(Stored entries)
------------------------------------------------
//! Application destruction
//!
//! An application with no units and no relations (and, on CAAS, released
//! cluster resources) is removed in one transaction. Anything else is
//! marked Dying and the remaining work is queued as cleanup records; the
//! last unit or relation to go takes the application with it.

use std::sync::Arc;

use crate::application::{can_remove, remove_application_ops, Application, OFFERS_REF_KEY};
use crate::catalog::ResourceReleaser;
use crate::cleanup;
use crate::errors::{Result, StateError};
use crate::life::Life;
use crate::logged_op;
use crate::model::{CleanupKind, DocKey};
use crate::refcount;
use crate::settings::SettingsDrops;
use crate::state::{app_unchanged, offers_of, read_application};
use crate::txn::Op;

/// Builder for destroying one application
pub struct DestroyApplicationOperation {
    app: Application,
    /// Destroy units and relations without waiting for their agents
    pub force: bool,
    /// Remove offers of the application instead of refusing
    pub remove_offers: bool,
    /// Asked to release cluster resources when a CAAS application dies
    pub releaser: Option<Arc<dyn ResourceReleaser>>,
}

impl std::fmt::Debug for DestroyApplicationOperation {
    fn fmt(&self, f: &mut std::fmt::Formatter<'_>) -> std::fmt::Result {
        f.debug_struct("DestroyApplicationOperation")
            .field("application", &self.app.name())
            .field("force", &self.force)
            .field("remove_offers", &self.remove_offers)
            .field("releaser", &self.releaser.is_some())
            .finish()
    }
}

impl DestroyApplicationOperation {
    pub(crate) fn new(app: Application) -> Self {
        Self {
            app,
            force: false,
            remove_offers: false,
            releaser: None,
        }
    }

    pub fn with_force(mut self, force: bool) -> Self {
        self.force = force;
        self
    }

    pub fn with_remove_offers(mut self, remove_offers: bool) -> Self {
        self.remove_offers = remove_offers;
        self
    }

    pub fn with_releaser(mut self, releaser: Arc<dyn ResourceReleaser>) -> Self {
        self.releaser = Some(releaser);
        self
    }

    /// Destroy the application
    ///
    /// Destroying an application that is already gone, dead, or dying
    /// (without `force`) succeeds without doing anything.
    ///
    /// # Errors
    ///
    /// Returns `InUse` when offers exist and `remove_offers` is not set,
    /// plus any error from the resource releaser.
    pub fn run(&self) -> Result<()> {
        let name = self.app.name().to_string();
        logged_op!("destroy_application", name, {
            self.run_inner()
                .map_err(|e| e.annotate(format!("destroy application {:?}", name)))
        })
    }

    fn run_inner(&self) -> Result<()> {
        let st = self.app.state();
        let name = self.app.name();
        let mut release = false;

        st.run(|attempt| {
            release = false;
            let store = st.store();
            let app = match read_application(store, name) {
                Ok((doc, _)) => doc,
                Err(e) if e.is_not_found() => return Ok(vec![]),
                Err(e) => return Err(e),
            };
            match app.life {
                Life::Dead => return Ok(vec![]),
                Life::Dying if !self.force => return Ok(vec![]),
                _ => {}
            }

            let mut ops = Vec::new();
            let offers = offers_of(store, name);
            if !offers.is_empty() {
                if !self.remove_offers {
                    return Err(StateError::InUse {
                        message: format!(
                            "application is used by {} offer{}",
                            offers.len(),
                            if offers.len() == 1 { "" } else { "s" }
                        ),
                    });
                }
                for offer in &offers {
                    ops.push(Op::remove(DocKey::offer(&offer.name)));
                }
                let (dec, _) = refcount::decrement_by_op(
                    store,
                    name,
                    OFFERS_REF_KEY,
                    offers.len() as u64,
                    attempt,
                )?;
                ops.push(dec);
            }

            if can_remove(&app) {
                let mut drops = SettingsDrops::default();
                ops.push(Op::assert(DocKey::application(name), app_unchanged(&app)));
                ops.extend(remove_application_ops(store, &app, &mut drops));
                ops.extend(drops.into_ops(store, attempt)?);
                return Ok(ops);
            }

            ops.push(
                Op::update(DocKey::application(name), "life = dying", |doc| {
                    if let Some(app) = doc.as_application_mut() {
                        if Life::can_transition(app.life, Life::Dying) {
                            app.life = Life::Dying;
                        }
                    }
                })
                .when(app_unchanged(&app)),
            );
            if app.unit_count > 0 {
                ops.push(cleanup::queue_op(CleanupKind::DyingApplicationUnits {
                    application: name.to_string(),
                    force: self.force,
                }));
            }
            if app.relation_count > 0 {
                ops.push(cleanup::queue_op(CleanupKind::ApplicationRelations {
                    application: name.to_string(),
                    force: self.force,
                }));
            }
            release = app.caas.is_some();
            Ok(ops)
        })?;

        if release {
            if let Some(releaser) = &self.releaser {
                releaser.release(name)?;
            }
        }
        Ok(())
    }
}
//! Deferred cleanup records
//!
//! Destroy operations queue the work they cannot finish in one transaction
//! as cleanup documents. [`State::cleanup`] processes them oldest first; a
//! record is removed only once its work succeeded, so a failed record is
//! retried on the next call.

use chrono::Utc;
use tracing::{debug, warn};
use uuid::Uuid;

use crate::errors::Result;
use crate::logged_op;
use crate::model::{CleanupDoc, CleanupKind, Collection, DocKey};
use crate::refcount::refcount_key;
use crate::relation::Relation;
use crate::settings::{charm_usage, CHARM_USAGE_OWNER};
use crate::state::{read_unit, relations_of, scopes_of_relation, scopes_of_unit, units_of, State};
use crate::storage;
use crate::txn::{Assert, Op};
use crate::unit::Unit;

/// Passes made per call; new records queued by a pass are picked up by
/// the next one
const MAX_PASSES: usize = 16;

/// Op queueing a cleanup record
pub(crate) fn queue_op(kind: CleanupKind) -> Op {
    let id = Uuid::now_v7().to_string();
    Op::insert(
        DocKey::new(Collection::Cleanups, id.clone()),
        CleanupDoc {
            id,
            kind,
            created_at: Utc::now(),
        },
    )
}

fn pending(st: &State) -> Vec<CleanupDoc> {
    let mut docs: Vec<CleanupDoc> = st
        .store()
        .scan(Collection::Cleanups)
        .into_iter()
        .filter_map(|(_, rec)| rec.doc.as_cleanup().cloned())
        .collect();
    docs.sort_by(|a, b| (a.created_at, &a.id).cmp(&(b.created_at, &b.id)));
    docs
}

impl State {
    /// Whether cleanup records are waiting
    pub fn needs_cleanup(&self) -> bool {
        !self.store().scan(Collection::Cleanups).is_empty()
    }

    /// Process pending cleanup records
    ///
    /// Failures of individual records are logged and leave the record in
    /// place.
    ///
    /// # Errors
    ///
    /// Returns an error only when a processed record cannot be removed.
    pub fn cleanup(&self) -> Result<()> {
        logged_op!("cleanup", "model", self.cleanup_inner())
    }

    fn cleanup_inner(&self) -> Result<()> {
        for pass in 0..MAX_PASSES {
            let docs = pending(self);
            if docs.is_empty() {
                return Ok(());
            }
            let mut done = 0;
            for doc in docs {
                match self.process_cleanup(&doc.kind) {
                    Ok(()) => {
                        self.remove_cleanup(&doc.id)?;
                        done += 1;
                    }
                    Err(err) => {
                        warn!(
                            cleanup = doc.kind.name(),
                            id = %doc.id,
                            error = %err,
                            "cleanup failed; will retry"
                        );
                    }
                }
            }
            debug!(pass, done, "cleanup pass finished");
            if done == 0 {
                break;
            }
        }
        Ok(())
    }

    fn remove_cleanup(&self, id: &str) -> Result<()> {
        let key = DocKey::new(Collection::Cleanups, id);
        self.run(|_| {
            if self.store().get(&key).is_some() {
                Ok(vec![Op::remove(key.clone())])
            } else {
                Ok(vec![])
            }
        })
    }

    fn process_cleanup(&self, kind: &CleanupKind) -> Result<()> {
        match kind {
            CleanupKind::DyingApplicationUnits { application, force } => {
                for doc in units_of(self.store(), application) {
                    let unit = Unit::new(self.clone(), doc);
                    if *force {
                        unit.destroy_with_force()?;
                    } else {
                        unit.destroy()?;
                    }
                }
                Ok(())
            }
            CleanupKind::ApplicationRelations { application, force } => {
                for doc in relations_of(self.store(), application) {
                    let rel = Relation::new(self.clone(), doc);
                    if *force {
                        for scope in scopes_of_relation(self.store(), rel.key()) {
                            rel.leave_scope_named(&scope.unit)?;
                        }
                    }
                    rel.destroy()?;
                }
                Ok(())
            }
            CleanupKind::ForceDestroyedUnit { unit } => self.force_remove_unit(unit),
            CleanupKind::DeadUnits { application } => {
                for doc in units_of(self.store(), application) {
                    if doc.life.is_dead() {
                        Unit::new(self.clone(), doc).remove()?;
                    }
                }
                Ok(())
            }
            CleanupKind::Charm { url } => self.run(|_| {
                let store = self.store();
                let key = DocKey::charm(url);
                if store.get(&key).is_none() || charm_usage(store, url) > 0 {
                    return Ok(vec![]);
                }
                Ok(vec![
                    Op::assert(refcount_key(CHARM_USAGE_OWNER, url), Assert::Missing),
                    Op::remove(key),
                ])
            }),
            CleanupKind::ApplicationStorage { application } => {
                self.run(|_| Ok(storage::remove_detached_ops(self.store(), application)))
            }
        }
    }

    /// Leave every scope, then kill and remove the unit and its subordinates
    fn force_remove_unit(&self, name: &str) -> Result<()> {
        let doc = match read_unit(self.store(), name) {
            Ok((doc, _)) => doc,
            Err(e) if e.is_not_found() => return Ok(()),
            Err(e) => return Err(e),
        };
        for sub in &doc.subordinates {
            self.force_remove_unit(sub)?;
        }
        for scope in scopes_of_unit(self.store(), name) {
            self.relation(&scope.relation_key)?.leave_scope_named(name)?;
        }
        let unit = Unit::new(self.clone(), doc);
        unit.ensure_dead()?;
        unit.remove()
    }
}

#[cfg(test)]
mod tests {
    use super::*;
    use crate::txn::{MemoryStore, Store};

    #[test]
    fn test_queue_op_inserts_record() {
        let store = MemoryStore::new();
        store
            .apply(vec![queue_op(CleanupKind::Charm {
                url: "ch:mysql-1".into(),
            })])
            .unwrap();
        let docs = store.scan(Collection::Cleanups);
        assert_eq!(docs.len(), 1);
        let doc = docs[0].1.doc.as_cleanup().unwrap();
        assert_eq!(doc.kind.name(), "charm");
        assert_eq!(docs[0].0.id, doc.id);
    }
}
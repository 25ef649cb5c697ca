use tracing::debug;

use super::{Op, Store, TxnError};
use crate::core_types::schema::EVENT_TXN_ABORTED;
use crate::errors::{Result, StateError};

/// Run a transaction to completion, rebuilding it after each abort
///
/// `build` receives the attempt number (0-based) and returns the ops to
/// apply, built from a fresh read. An empty list means nothing needs doing
/// and ends the loop successfully. Errors from `build` end the loop
/// immediately; only store aborts are retried.
///
/// # Errors
///
/// Returns whatever `build` returns, or `ExcessiveContention` once
/// `max_attempts` builds have all aborted.
pub fn run<F>(store: &dyn Store, max_attempts: u32, mut build: F) -> Result<()>
where
    F: FnMut(u32) -> Result<Vec<Op>>,
{
    for attempt in 0..max_attempts {
        let ops = build(attempt)?;
        if ops.is_empty() {
            return Ok(());
        }
        let ops_len = ops.len();
        match store.apply(ops) {
            Ok(_) => return Ok(()),
            Err(TxnError::Aborted { key, reason }) => {
                debug!(
                    event = EVENT_TXN_ABORTED,
                    attempt,
                    ops_len,
                    key = %key,
                    reason = %reason,
                    "transaction aborted; rebuilding"
                );
            }
        }
    }
    Err(StateError::ExcessiveContention)
}

#[cfg(test)]
mod tests {
    use super::*;
    use crate::model::{Collection, DocKey, RefCountDoc};
    use crate::txn::{Assert, MemoryStore};

    #[test]
    fn test_empty_ops_is_noop_success() {
        let store = MemoryStore::new();
        run(&store, 3, |_| Ok(vec![])).unwrap();
        assert_eq!(store.revno(), 0);
    }

    #[test]
    fn test_build_error_is_not_retried() {
        let store = MemoryStore::new();
        let mut calls = 0;
        let err = run(&store, 5, |_| {
            calls += 1;
            Err(StateError::not_found("application \"x\""))
        })
        .unwrap_err();
        assert!(err.is_not_found());
        assert_eq!(calls, 1);
    }

    #[test]
    fn test_persistent_abort_becomes_contention() {
        let store = MemoryStore::new();
        let key = DocKey::new(Collection::RefCounts, "never");
        let mut attempts = Vec::new();
        let err = run(&store, 4, |attempt| {
            attempts.push(attempt);
            Ok(vec![Op::assert(key.clone(), Assert::Exists)])
        })
        .unwrap_err();
        assert_eq!(err, StateError::ExcessiveContention);
        assert_eq!(attempts, vec![0, 1, 2, 3]);
    }

    #[test]
    fn test_rebuild_after_abort_succeeds() {
        let store = MemoryStore::new();
        let key = DocKey::new(Collection::RefCounts, "k");
        store
            .apply(vec![Op::insert(key.clone(), RefCountDoc { count: 1 })])
            .unwrap();
        run(&store, 3, |attempt| {
            if attempt == 0 {
                // Stale: pretends the doc is absent.
                Ok(vec![Op::insert(key.clone(), RefCountDoc { count: 1 })])
            } else {
                Ok(vec![Op::replace(key.clone(), RefCountDoc { count: 2 })])
            }
        })
        .unwrap();
        let rec = store.get(&key).unwrap();
        assert_eq!(rec.doc.as_refcount().unwrap().count, 2);
    }
}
------------------------------------------------
(WORK TASK)
What you give back should be only the lines of the records above, starting at the line with "pub fn run(&self)" and ending at the line with "let mut release = false;", restated word for word.

(ANSWER TO THE PROBLEM)
    pub fn run(&self) -> Result<()> {
        let name = self.app.name().to_string();
        logged_op!("destroy_application", name, {
            self.run_inner()
                .map_err(|e| e.annotate(format!("destroy application {:?}", name)))
        })
    }

    fn run_inner(&self) -> Result<()> {
        let st = self.app.state();
        let name = self.app.name();
        let mut release = false;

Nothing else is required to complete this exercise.